■ DATA PROVIDED ■

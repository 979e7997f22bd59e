//! Shared inverter for the DC-coupled topology.
//!
//! A single inverter processes the combined PV and battery DC power. It is
//! characterized by a part-load efficiency curve over the fraction of AC
//! nameplate, with a linear high-temperature derate. The last computed
//! operating point stays readable so the controller can test the efficiency
//! cutoff.

use serde::{Deserialize, Serialize};
use validator::Validate;

use crate::error::StorageError;
use crate::utils::linterp_rows;

#[derive(Debug, Clone, Serialize, Deserialize, Validate)]
pub struct SharedInverterParams {
    /// Combined AC nameplate of all units [kW].
    #[validate(range(min = 0.001))]
    pub ac_nameplate_kw: f64,

    /// Nominal DC input voltage [V].
    #[validate(range(min = 0.001))]
    pub dc_nominal_voltage_v: f64,

    /// Rows of (DC power as a fraction of nameplate, efficiency %).
    pub partload_curve: Vec<[f64; 2]>,

    /// Efficiency lost per kelvin above the derate threshold [%/K].
    #[validate(range(min = 0.0))]
    pub temp_derate_pct_per_k: f64,

    /// Ambient temperature where the derate starts [K].
    pub temp_derate_start_k: f64,
}

impl SharedInverterParams {
    fn check(&self) -> Result<(), StorageError> {
        self.validate().map_err(|e| {
            StorageError::invalid("shared_inverter", e.to_string())
        })?;
        if self.partload_curve.len() < 2 {
            return Err(StorageError::invalid(
                "shared_inverter.partload_curve",
                format!("needs >= 2 rows, got {}", self.partload_curve.len()),
            ));
        }
        if self
            .partload_curve
            .iter()
            .any(|row| !(0.0..=100.0).contains(&row[1]))
        {
            return Err(StorageError::invalid(
                "shared_inverter.partload_curve",
                "efficiencies must be in [0, 100] %",
            ));
        }
        Ok(())
    }
}

#[derive(Debug, Clone)]
pub struct SharedInverter {
    params: SharedInverterParams,
    /// Efficiency at the last computed operating point [%].
    pub efficiency_ac_pct: f64,
    /// AC power at the last computed operating point [kW].
    pub power_ac_kw: f64,
}

impl SharedInverter {
    pub fn new(params: SharedInverterParams) -> Result<Self, StorageError> {
        params.check()?;
        let max_efficiency = linterp_rows(&params.partload_curve, 1.0).clamp(0.0, 100.0);
        Ok(Self {
            params,
            efficiency_ac_pct: max_efficiency,
            power_ac_kw: 0.0,
        })
    }

    /// Evaluate the operating point for a DC power [kW] at the given ambient
    /// temperature. The sign convention of the result follows the input.
    pub fn calculate_ac_power(&mut self, power_dc_kw: f64, ambient_temp_k: f64) {
        let fraction = (power_dc_kw.abs() / self.params.ac_nameplate_kw).clamp(0.0, 1.5);
        let mut efficiency = linterp_rows(&self.params.partload_curve, fraction).clamp(0.0, 100.0);

        if ambient_temp_k > self.params.temp_derate_start_k {
            let derate =
                self.params.temp_derate_pct_per_k * (ambient_temp_k - self.params.temp_derate_start_k);
            efficiency = (efficiency - derate).max(0.0);
        }

        self.efficiency_ac_pct = efficiency;
        self.power_ac_kw = power_dc_kw * efficiency * 0.01;
    }

    /// Efficiency at nameplate power without disturbing the operating point.
    pub fn max_power_efficiency_pct(&self) -> f64 {
        linterp_rows(&self.params.partload_curve, 1.0).clamp(0.0, 100.0)
    }

    pub fn nameplate_ac_kw(&self) -> f64 {
        self.params.ac_nameplate_kw
    }

    pub fn nominal_dc_voltage_v(&self) -> f64 {
        self.params.dc_nominal_voltage_v
    }
}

■ EXERCISE REQUIREMENTS ■
Find the lines in the records that include the string "impl", and reply with how many there are, nothing more.

■ SOLUTION TO THIS EXERCISE ■
2